→ **DATA TO PROCESS**

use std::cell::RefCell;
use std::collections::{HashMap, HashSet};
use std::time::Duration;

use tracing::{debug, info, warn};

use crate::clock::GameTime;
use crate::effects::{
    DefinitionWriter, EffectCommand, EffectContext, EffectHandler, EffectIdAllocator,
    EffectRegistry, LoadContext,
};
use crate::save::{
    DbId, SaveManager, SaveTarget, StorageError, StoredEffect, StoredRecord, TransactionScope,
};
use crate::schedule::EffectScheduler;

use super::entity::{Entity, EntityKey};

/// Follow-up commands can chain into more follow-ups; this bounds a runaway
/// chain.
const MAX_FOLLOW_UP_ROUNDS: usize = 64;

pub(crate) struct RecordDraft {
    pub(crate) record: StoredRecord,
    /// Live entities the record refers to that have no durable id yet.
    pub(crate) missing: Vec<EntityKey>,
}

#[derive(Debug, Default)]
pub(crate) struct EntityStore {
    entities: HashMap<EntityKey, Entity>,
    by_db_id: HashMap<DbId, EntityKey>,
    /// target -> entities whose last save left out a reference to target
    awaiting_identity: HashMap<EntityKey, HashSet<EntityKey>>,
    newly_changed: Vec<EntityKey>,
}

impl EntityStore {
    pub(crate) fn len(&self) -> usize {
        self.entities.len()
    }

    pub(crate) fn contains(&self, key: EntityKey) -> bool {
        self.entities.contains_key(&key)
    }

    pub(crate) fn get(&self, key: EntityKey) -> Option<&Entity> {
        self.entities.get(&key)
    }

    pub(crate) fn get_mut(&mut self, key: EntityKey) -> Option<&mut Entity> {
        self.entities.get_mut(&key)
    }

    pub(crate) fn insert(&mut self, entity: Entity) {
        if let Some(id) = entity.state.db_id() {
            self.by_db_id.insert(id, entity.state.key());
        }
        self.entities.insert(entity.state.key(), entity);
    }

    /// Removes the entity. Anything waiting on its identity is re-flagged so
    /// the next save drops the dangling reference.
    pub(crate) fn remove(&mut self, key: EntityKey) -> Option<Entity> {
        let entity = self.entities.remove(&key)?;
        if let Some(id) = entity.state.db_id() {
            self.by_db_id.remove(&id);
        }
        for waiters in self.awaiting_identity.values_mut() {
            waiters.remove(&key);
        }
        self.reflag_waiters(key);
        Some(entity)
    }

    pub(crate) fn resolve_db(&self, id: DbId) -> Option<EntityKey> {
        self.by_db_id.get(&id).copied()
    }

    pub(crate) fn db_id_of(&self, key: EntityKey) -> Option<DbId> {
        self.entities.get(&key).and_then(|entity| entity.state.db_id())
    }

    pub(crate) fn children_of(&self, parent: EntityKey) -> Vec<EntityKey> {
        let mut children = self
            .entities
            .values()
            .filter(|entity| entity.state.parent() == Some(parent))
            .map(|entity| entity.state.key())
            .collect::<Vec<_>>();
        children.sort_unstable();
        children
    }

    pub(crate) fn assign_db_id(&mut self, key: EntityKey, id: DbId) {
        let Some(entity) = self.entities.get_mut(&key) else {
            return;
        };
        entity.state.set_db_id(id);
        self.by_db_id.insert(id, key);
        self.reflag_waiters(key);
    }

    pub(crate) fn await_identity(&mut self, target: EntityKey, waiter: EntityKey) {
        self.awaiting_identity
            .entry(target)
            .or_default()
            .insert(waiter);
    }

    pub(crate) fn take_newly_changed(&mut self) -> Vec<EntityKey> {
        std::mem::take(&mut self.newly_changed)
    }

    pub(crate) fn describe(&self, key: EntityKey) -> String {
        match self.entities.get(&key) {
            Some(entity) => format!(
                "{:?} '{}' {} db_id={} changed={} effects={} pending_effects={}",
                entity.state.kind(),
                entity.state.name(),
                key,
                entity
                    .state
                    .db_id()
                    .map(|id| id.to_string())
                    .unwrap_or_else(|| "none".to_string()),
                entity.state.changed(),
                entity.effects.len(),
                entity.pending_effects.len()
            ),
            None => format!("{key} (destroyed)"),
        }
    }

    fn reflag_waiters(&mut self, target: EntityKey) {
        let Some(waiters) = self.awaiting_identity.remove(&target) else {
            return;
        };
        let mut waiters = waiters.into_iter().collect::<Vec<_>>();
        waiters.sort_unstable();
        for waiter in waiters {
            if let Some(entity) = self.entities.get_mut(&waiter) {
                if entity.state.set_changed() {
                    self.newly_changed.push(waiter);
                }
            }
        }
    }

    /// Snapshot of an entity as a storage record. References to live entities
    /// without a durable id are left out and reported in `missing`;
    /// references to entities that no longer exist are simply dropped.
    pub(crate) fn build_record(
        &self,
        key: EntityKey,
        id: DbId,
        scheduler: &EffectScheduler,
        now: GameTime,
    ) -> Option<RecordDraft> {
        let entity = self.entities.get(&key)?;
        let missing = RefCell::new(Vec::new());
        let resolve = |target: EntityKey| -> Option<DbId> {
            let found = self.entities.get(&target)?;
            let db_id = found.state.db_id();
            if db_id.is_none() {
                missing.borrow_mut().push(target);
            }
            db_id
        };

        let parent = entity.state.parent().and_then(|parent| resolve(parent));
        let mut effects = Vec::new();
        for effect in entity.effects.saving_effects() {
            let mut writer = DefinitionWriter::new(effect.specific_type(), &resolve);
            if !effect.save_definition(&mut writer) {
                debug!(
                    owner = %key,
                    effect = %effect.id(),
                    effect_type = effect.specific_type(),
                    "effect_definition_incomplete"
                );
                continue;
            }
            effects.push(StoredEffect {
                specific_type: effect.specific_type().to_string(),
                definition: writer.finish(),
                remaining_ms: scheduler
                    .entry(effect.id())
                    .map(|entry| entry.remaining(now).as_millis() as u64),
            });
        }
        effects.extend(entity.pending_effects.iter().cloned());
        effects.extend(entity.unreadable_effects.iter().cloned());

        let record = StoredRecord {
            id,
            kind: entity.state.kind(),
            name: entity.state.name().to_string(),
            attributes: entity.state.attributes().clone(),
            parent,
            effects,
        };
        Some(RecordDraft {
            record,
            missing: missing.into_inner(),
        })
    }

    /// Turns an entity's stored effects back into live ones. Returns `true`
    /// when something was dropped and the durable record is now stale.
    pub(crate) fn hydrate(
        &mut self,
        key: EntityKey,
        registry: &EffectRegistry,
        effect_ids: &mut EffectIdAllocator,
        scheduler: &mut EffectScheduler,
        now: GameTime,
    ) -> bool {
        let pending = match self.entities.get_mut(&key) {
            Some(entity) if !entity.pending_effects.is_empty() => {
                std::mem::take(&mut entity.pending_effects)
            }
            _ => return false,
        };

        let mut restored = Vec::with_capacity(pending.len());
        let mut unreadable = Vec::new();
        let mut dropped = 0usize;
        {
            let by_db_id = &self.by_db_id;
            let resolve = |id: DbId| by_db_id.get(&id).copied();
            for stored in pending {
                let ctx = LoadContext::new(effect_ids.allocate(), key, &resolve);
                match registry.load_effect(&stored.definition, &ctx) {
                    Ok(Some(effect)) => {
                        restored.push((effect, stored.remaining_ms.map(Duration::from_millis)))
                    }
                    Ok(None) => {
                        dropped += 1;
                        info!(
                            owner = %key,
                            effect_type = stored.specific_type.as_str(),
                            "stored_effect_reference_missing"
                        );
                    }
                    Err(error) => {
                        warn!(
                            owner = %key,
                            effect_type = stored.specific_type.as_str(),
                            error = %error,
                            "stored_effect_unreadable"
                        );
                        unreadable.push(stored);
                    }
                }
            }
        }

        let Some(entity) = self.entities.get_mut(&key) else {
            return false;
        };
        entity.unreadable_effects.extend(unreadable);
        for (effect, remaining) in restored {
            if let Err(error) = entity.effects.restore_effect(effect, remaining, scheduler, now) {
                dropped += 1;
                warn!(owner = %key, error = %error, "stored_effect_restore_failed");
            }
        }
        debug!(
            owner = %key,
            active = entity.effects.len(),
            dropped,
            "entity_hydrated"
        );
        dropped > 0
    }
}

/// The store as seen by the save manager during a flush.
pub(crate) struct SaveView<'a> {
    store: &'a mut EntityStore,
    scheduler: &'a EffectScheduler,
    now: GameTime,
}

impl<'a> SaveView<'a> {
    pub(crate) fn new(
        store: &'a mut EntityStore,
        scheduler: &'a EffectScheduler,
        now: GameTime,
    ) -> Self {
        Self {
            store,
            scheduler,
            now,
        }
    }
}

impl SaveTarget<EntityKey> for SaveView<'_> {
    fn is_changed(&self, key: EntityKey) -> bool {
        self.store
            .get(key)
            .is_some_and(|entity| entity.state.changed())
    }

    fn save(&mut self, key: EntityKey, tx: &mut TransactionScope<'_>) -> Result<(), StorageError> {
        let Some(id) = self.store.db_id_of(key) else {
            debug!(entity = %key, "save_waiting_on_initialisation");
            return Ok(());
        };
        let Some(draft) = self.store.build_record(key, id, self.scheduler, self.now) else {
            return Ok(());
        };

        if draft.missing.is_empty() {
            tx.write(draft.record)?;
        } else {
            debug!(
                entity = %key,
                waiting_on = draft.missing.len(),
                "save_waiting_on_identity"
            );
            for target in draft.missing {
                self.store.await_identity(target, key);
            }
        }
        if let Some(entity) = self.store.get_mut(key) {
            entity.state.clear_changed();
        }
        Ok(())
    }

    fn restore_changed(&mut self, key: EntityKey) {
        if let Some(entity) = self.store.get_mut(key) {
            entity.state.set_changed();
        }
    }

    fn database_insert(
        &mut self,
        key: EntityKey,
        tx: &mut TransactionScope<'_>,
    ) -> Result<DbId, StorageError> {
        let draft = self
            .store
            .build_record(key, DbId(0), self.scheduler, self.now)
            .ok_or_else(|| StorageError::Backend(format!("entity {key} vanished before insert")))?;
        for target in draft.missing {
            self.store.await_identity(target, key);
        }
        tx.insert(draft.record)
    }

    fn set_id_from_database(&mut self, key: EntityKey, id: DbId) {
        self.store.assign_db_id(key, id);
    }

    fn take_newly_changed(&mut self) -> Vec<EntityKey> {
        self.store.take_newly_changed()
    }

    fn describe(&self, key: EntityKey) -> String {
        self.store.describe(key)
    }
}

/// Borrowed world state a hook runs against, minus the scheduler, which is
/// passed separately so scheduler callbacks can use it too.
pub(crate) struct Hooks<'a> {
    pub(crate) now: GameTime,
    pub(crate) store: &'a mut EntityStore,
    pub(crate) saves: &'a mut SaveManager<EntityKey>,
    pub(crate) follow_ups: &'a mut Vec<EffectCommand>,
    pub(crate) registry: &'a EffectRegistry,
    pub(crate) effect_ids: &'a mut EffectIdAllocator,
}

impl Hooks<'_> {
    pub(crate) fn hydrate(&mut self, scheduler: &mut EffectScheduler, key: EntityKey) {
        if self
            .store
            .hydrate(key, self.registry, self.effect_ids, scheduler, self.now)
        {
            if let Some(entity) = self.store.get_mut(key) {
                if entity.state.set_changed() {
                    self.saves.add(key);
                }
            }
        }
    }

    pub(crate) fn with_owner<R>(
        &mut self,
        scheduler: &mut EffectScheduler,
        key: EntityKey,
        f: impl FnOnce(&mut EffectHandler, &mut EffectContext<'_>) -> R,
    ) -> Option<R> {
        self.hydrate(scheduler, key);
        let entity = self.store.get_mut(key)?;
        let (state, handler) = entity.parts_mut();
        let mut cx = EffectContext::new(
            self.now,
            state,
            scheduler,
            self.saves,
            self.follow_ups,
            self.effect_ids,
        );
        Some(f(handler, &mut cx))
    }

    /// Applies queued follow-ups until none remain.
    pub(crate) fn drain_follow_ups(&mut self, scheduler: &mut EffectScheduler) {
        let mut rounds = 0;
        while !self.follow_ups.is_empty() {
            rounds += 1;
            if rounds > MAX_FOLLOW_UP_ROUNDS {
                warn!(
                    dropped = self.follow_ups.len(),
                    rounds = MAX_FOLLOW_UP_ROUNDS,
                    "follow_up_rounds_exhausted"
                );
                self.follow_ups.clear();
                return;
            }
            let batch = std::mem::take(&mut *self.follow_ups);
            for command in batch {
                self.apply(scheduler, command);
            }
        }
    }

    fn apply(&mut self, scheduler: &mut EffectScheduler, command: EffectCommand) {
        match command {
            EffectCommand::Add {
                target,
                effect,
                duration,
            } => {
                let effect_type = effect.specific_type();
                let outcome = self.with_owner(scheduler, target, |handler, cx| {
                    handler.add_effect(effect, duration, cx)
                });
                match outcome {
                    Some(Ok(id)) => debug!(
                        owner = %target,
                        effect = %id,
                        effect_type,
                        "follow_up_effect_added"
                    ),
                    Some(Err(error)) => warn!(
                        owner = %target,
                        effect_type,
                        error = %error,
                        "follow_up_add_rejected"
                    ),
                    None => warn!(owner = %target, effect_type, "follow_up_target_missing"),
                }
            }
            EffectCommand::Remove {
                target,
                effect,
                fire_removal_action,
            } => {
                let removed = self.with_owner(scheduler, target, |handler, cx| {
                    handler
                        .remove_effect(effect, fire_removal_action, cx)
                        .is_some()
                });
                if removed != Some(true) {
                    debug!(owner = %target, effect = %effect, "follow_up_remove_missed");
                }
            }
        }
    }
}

→ **TASK TO COMPLETE**
Some lines in the records may hold "match"; state how many do, and give no more than that number.

→ **SOLUTION**
5